Liberté, flexibilité : E Macron a répété ces mots à propos de l'Ecole le 2 juin à Marseille. "Quand je dis on inverse la pyramide... c'est ça la révolution culturelle. Le mot a été prononcé au début de notre table ronde, c'est une révolution culturelle", répète-il le 2 juin. Il parle aussi de "réorganisation nationale". Des propos qui auraient pu faire réagir son ministre. Mais tout le monde a pu constater le 2 juin que le vrai ministre habite l'Elysée...

Que sait-on de cette révolution culturelle ? E Macron veut "généraliser" l'expérimentation marseillaise. Il la définit ainsi. D'abord plus de liberté : "des enseignants qui soient plus libres... des chefs d'établissements qui sont plus libres de proposer, d'innover... La possibilité pour les directrices et directeurs d'établissement (sic) de s'assurer qu'on partage un projet qu'il porte et où il y a aussi plus de liberté qu'on va essayer de donner aux enseignants".

Le nouveau pacte

Ce projet est lié au "nouveau pacte" pour les enseignants pour lequel il fixe l'échéance de la rentrée 2023. A coté d'une augmentation (non définie) pour tous les enseignants, E Macron parle d'une revalorisation en lien avec l'acceptation du nouveau pacte. Lui-même rapproche ce pacte de l'expérimentation marseillaise. A Marseille les 40 000€ attribués aux écoles de l'expérimentation comprennent une partie de rémunération des personnels sous forme d'heures supplémentaires pour suivre le projet et de décharges de direction. C'est lié à l'autonomie pédagogique de l'école et à la nouvelle convention qui la lie à l'expérimentation.

C'est clairement ce système qui constitue pour E Macron la "révolution culturelle" annoncée. Là où existe aujourd'hui une éducation nationale avec des règles nationales, le président souhaite multiplier les contrats liant chaque école à l'Etat et à son environnement local.

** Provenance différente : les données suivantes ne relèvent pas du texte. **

//! The `chat` method.
//!
//! The handler validates what the codec leaves open (provider name and
//! message roles), chooses the API key, and asks a [`ChatProvider`] for one
//! completion. Providers are opaque: they take a prompt and return text plus
//! token usage.

mod credentials;
mod errors;
mod openai;
mod pricing;

use tracing::debug;

pub use credentials::{CredentialPolicy, DUMMY_API_KEYS_VAR, OPENAI_API_KEY_VAR};
pub use errors::ChatError;
pub use openai::OpenAiProvider;
pub use pricing::completion_cost;

use crate::method::ApiMethod;
use crate::models::{ChatMessage, ChatRequest, ChatResponse, TokenMetadata};

/// Tracing target for chat operations.
pub const CHAT_TARGET: &str = concat!(env!("CARGO_CRATE_NAME"), "::chat");

/// Role the model replies under.
const REPLY_ROLE: &str = "AI";

/// Providers the handler knows how to reach.
#[derive(Debug, Clone, Copy, PartialEq, Eq)]
pub enum Provider {
    /// OpenAI chat completions.
    OpenAi,
}

impl Provider {
    /// Parses a provider name as it appears in requests.
    ///
    /// # Errors
    ///
    /// Returns [`ChatError::UnsupportedProvider`] for any other name.
    pub fn parse(value: &str) -> Result<Self, ChatError> {
        match value {
            "OpenAI" => Ok(Self::OpenAi),
            _ => Err(ChatError::unsupported_provider(value)),
        }
    }
}

/// Speaker of a prompt message.
#[derive(Debug, Clone, Copy, PartialEq, Eq)]
pub enum Role {
    /// The user.
    Human,
    /// The model.
    Ai,
    /// Instructions framing the conversation.
    System,
}

impl Role {
    /// Parses a role as it appears in requests.
    ///
    /// # Errors
    ///
    /// Returns [`ChatError::UnknownRole`] for anything but `Human`, `AI`, or
    /// `System`.
    pub fn parse(value: &str) -> Result<Self, ChatError> {
        match value {
            "Human" => Ok(Self::Human),
            "AI" => Ok(Self::Ai),
            "System" => Ok(Self::System),
            _ => Err(ChatError::unknown_role(value)),
        }
    }

    /// Role name in the OpenAI wire format.
    pub const fn openai_name(self) -> &'static str {
        match self {
            Self::Human => "user",
            Self::Ai => "assistant",
            Self::System => "system",
        }
    }
}

/// One validated prompt message.
#[derive(Debug, Clone, Copy, PartialEq, Eq)]
pub struct PromptMessage<'a> {
    /// Speaker.
    pub role: Role,
    /// Text.
    pub content: &'a str,
}

impl<'a> TryFrom<&'a ChatMessage> for PromptMessage<'a> {
    type Error = ChatError;

    fn try_from(message: &'a ChatMessage) -> Result<Self, ChatError> {
        Ok(Self {
            role: Role::parse(&message.role)?,
            content: &message.message,
        })
    }
}

/// Everything a provider needs for one completion.
#[derive(Debug, Clone, PartialEq)]
pub struct CompletionRequest<'a> {
    /// Requested model.
    pub model: &'a str,
    /// Conversation, oldest first.
    pub messages: Vec<PromptMessage<'a>>,
    /// Sampling temperature, if the caller set one.
    pub temperature: Option<f64>,
}

/// Token counts reported by a provider.
#[derive(Debug, Clone, Copy, Default, PartialEq, Eq)]
pub struct TokenUsage {
    /// Prompt tokens.
    pub prompt: i64,
    /// Completion tokens.
    pub completion: i64,
    /// Total tokens.
    pub total: i64,
}

/// A provider's answer.
#[derive(Debug, Clone, PartialEq, Eq)]
pub struct Completion {
    /// Reply text.
    pub text: String,
    /// Model that served the request, when reported.
    pub model: Option<String>,
    /// Token accounting.
    pub usage: TokenUsage,
}

/// Sends a prompt and returns the reply.
pub trait ChatProvider: Send + Sync {
    /// Requests one completion.
    ///
    /// # Errors
    ///
    /// Returns a [`ChatError`] when the provider cannot be reached or its
    /// reply is unusable. Retries, if any, are the provider's business.
    fn complete(
        &self,
        api_key: &str,
        request: &CompletionRequest<'_>,
    ) -> Result<Completion, ChatError>;
}

/// Sends a conversation to a language model.
pub struct ChatMethod<P> {
    openai: P,
    credentials: CredentialPolicy,
}

impl<P: ChatProvider> ChatMethod<P> {
    /// Creates the method with an explicit credential policy.
    pub const fn new(openai: P, credentials: CredentialPolicy) -> Self {
        Self {
            openai,
            credentials,
        }
    }

    /// Creates the method, reading the credential policy from the
    /// environment.
    pub fn from_env(openai: P) -> Self {
        Self::new(openai, CredentialPolicy::from_env())
    }

    fn provider(&self, provider: Provider) -> &dyn ChatProvider {
        match provider {
            Provider::OpenAi => &self.openai,
        }
    }
}

impl<P: ChatProvider> ApiMethod for ChatMethod<P> {
    type Request = ChatRequest;
    type Response = ChatResponse;
    type Error = ChatError;

    fn name(&self) -> &'static str {
        "chat"
    }

    fn invoke(&self, request: ChatRequest) -> Result<ChatResponse, ChatError> {
        let provider = Provider::parse(&request.provider)?;
        let api_key = self.credentials.resolve(&request.api_key)?;
        let messages = request
            .prompt
            .iter()
            .map(PromptMessage::try_from)
            .collect::<Result<Vec<_>, _>>()?;

        debug!(
            target: CHAT_TARGET,
            provider = ?provider,
            llm = %request.llm,
            messages = messages.len(),
            temperature = ?request.temperature,
            "requesting completion"
        );
        let completion = self.provider(provider).complete(
            api_key,
            &CompletionRequest {
                model: &request.llm,
                messages,
                temperature: request.temperature,
            },
        )?;

        let served_by = completion.model.unwrap_or_else(|| request.llm.clone());
        let cost = completion_cost(&served_by, &completion.usage);
        Ok(ChatResponse {
            llm: Some(served_by),
            response: ChatMessage::new(completion.text, REPLY_ROLE),
            tokens: TokenMetadata {
                completion: completion.usage.completion,
                prompt: completion.usage.prompt,
                total: completion.usage.total,
                cost,
            },
        })
    }
}
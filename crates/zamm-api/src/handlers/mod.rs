//! Built-in handlers.
//!
//! Handlers own their semantics: the dispatcher hands them decoded requests
//! and forwards whatever they return or report.

mod chat;
mod greet;

pub use chat::{
    CHAT_TARGET, ChatError, ChatMethod, ChatProvider, Completion, CompletionRequest,
    CredentialPolicy, DUMMY_API_KEYS_VAR, OPENAI_API_KEY_VAR, OpenAiProvider, PromptMessage,
    Provider, Role, TokenUsage, completion_cost,
};
pub use greet::{GreetMethod, greeting_for};
use super::*;

use std::cell::RefCell;
use std::convert::Infallible;
use std::io;

use rstest::{fixture, rstest};
use zamm_api::MethodDescriptor;
use zamm_api::handlers::GreetMethod;
use zamm_api::models::{ChatMessage, ChatResponse, GreetRequest, GreetResponse, TokenMetadata};

#[derive(Default)]
struct RecordingLoader {
    config: Config,
    seen: RefCell<Vec<OsString>>,
}

impl ConfigLoader for RecordingLoader {
    fn load(&self, args: &[OsString]) -> Result<Config, AppError> {
        self.seen.borrow_mut().extend_from_slice(args);
        Ok(self.config.clone())
    }
}

struct Outcome {
    exit: ExitCode,
    stdout: String,
    stderr: String,
}

fn greet_only(_: &Config) -> Result<MethodRegistry, RegistryError> {
    Ok(MethodRegistry::builder().method(GreetMethod)?.build())
}

fn run_args<R>(args: &[&str], loader: &RecordingLoader, build_registry: R) -> Outcome
where
    R: FnOnce(&Config) -> Result<MethodRegistry, RegistryError>,
{
    let mut stdout = Vec::new();
    let mut stderr = Vec::new();
    let mut io = IoStreams::new(&mut stdout, &mut stderr);
    let exit = run_with_loader(
        args.iter().map(OsString::from),
        &mut io,
        loader,
        build_registry,
    );
    Outcome {
        exit,
        stdout: String::from_utf8(stdout).expect("stdout utf8"),
        stderr: String::from_utf8(stderr).expect("stderr utf8"),
    }
}

#[fixture]
fn loader() -> RecordingLoader {
    RecordingLoader::default()
}

#[rstest]
fn greet_prints_one_line(loader: RecordingLoader) {
    let outcome = run_args(&["zamm", "greet", r#"{"name":"World"}"#], &loader, greet_only);

    assert_eq!(outcome.exit, ExitCode::SUCCESS);
    assert_eq!(
        outcome.stdout,
        "{\"greeting\":\"Hello, World! You have been greeted from Rust\"}\n"
    );
    assert!(outcome.stderr.is_empty());
}

#[rstest]
#[case::unknown_method(&["zamm", "shout", "{}"], "error: unknown method 'shout'")]
#[case::malformed(&["zamm", "greet", "{not json"], "error: malformed JSON arguments")]
#[case::missing_field(&["zamm", "greet", "{}"], "error: invalid arguments for 'greet'")]
fn caller_mistakes_exit_with_usage_status(
    loader: RecordingLoader,
    #[case] args: &[&str],
    #[case] diagnostic: &str,
) {
    let outcome = run_args(args, &loader, greet_only);

    assert_eq!(outcome.exit, ExitCode::from(2));
    assert!(outcome.stdout.is_empty());
    assert!(
        outcome.stderr.starts_with(diagnostic),
        "stderr was {:?}",
        outcome.stderr
    );
}

#[rstest]
fn handler_failure_exits_with_one(loader: RecordingLoader) {
    let outcome = run_args(&["zamm", "fail", r#"{"name":"x"}"#], &loader, |_| {
        Ok(MethodRegistry::builder()
            .register(MethodDescriptor::from_fn(
                "fail",
                |_: GreetRequest| -> Result<GreetResponse, io::Error> {
                    Err(io::Error::other("upstream unavailable"))
                },
            ))?
            .build())
    });

    assert_eq!(outcome.exit, ExitCode::from(1));
    assert!(outcome.stdout.is_empty());
    assert!(outcome.stderr.contains("upstream unavailable"));
}

#[rstest]
fn unencodable_response_exits_with_seventy(loader: RecordingLoader) {
    let outcome = run_args(&["zamm", "infinite", r#"{"name":"x"}"#], &loader, |_| {
        Ok(MethodRegistry::builder()
            .register(MethodDescriptor::from_fn("infinite", |_: GreetRequest| {
                Ok::<_, Infallible>(ChatResponse {
                    llm: None,
                    response: ChatMessage::new("", "AI"),
                    tokens: TokenMetadata {
                        completion: 0,
                        prompt: 0,
                        total: 0,
                        cost: f64::INFINITY,
                    },
                })
            }))?
            .build())
    });

    assert_eq!(outcome.exit, ExitCode::from(70));
    assert!(outcome.stdout.is_empty());
    assert!(outcome.stderr.contains("tokens.cost"));
}

#[rstest]
#[case::no_arguments(&["zamm"])]
#[case::method_only(&["zamm", "greet"])]
#[case::extra_positional(&["zamm", "greet", "{}", "{}"])]
fn wrong_arity_is_a_usage_error(loader: RecordingLoader, #[case] args: &[&str]) {
    let outcome = run_args(args, &loader, greet_only);

    assert_eq!(outcome.exit, ExitCode::from(2));
    assert!(outcome.stdout.is_empty());
    assert!(outcome.stderr.contains("Usage:"));
    assert!(loader.seen.borrow().is_empty(), "config loaded on usage error");
}

#[rstest]
fn help_goes_to_stdout(loader: RecordingLoader) {
    let outcome = run_args(&["zamm", "--help"], &loader, greet_only);

    assert_eq!(outcome.exit, ExitCode::SUCCESS);
    assert!(outcome.stdout.contains("<ARGS_JSON>"));
}

#[rstest]
fn config_flags_reach_the_loader_only(loader: RecordingLoader) {
    let outcome = run_args(
        &[
            "zamm",
            "--log-format=json",
            "--request-timeout-secs",
            "5",
            "greet",
            r#"{"name":"Ada"}"#,
        ],
        &loader,
        greet_only,
    );

    assert_eq!(outcome.exit, ExitCode::SUCCESS);
    let seen: Vec<OsString> = ["zamm", "--log-format=json", "--request-timeout-secs", "5"]
        .into_iter()
        .map(OsString::from)
        .collect();
    assert_eq!(*loader.seen.borrow(), seen);
}

#[rstest]
fn registry_failure_is_reported(loader: RecordingLoader) {
    let outcome = run_args(&["zamm", "greet", "{}"], &loader, |_| {
        MethodRegistry::builder()
            .method(GreetMethod)?
            .method(GreetMethod)
            .map(zamm_api::RegistryBuilder::build)
    });

    assert_eq!(outcome.exit, ExitCode::from(1));
    assert!(outcome.stderr.contains("registered more than once"));
}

Cette évolution dépasse largement la question du "nouveau pacte". Dans le cadre de ce "pacte", les nouveaux enseignants titulaires et les enseignants qui y rentreront accepteront la séparation entre le concours et l'obtention d'un poste. Comme pour les maitres titulaires du privé actuellement ils devront trouver un établissement ou une école et se soumettre à l'autorité du chef d'établissement.  C'est à ce propos qu'E Macron parle de "flexibilité", un pricipe présenté comme une vertu. A vrai dire ils devront s'y soumettre davantage que dans le privé. Car dans le privé, le chef d'établissement a déjà fort à faire avec la gestion de son établissement. Ils accepteront aussi la fin d'une rémunération identique. Chaque contrat local pourrait avoir ses servitudes et ses rémunérations même si des repères nationaux existent.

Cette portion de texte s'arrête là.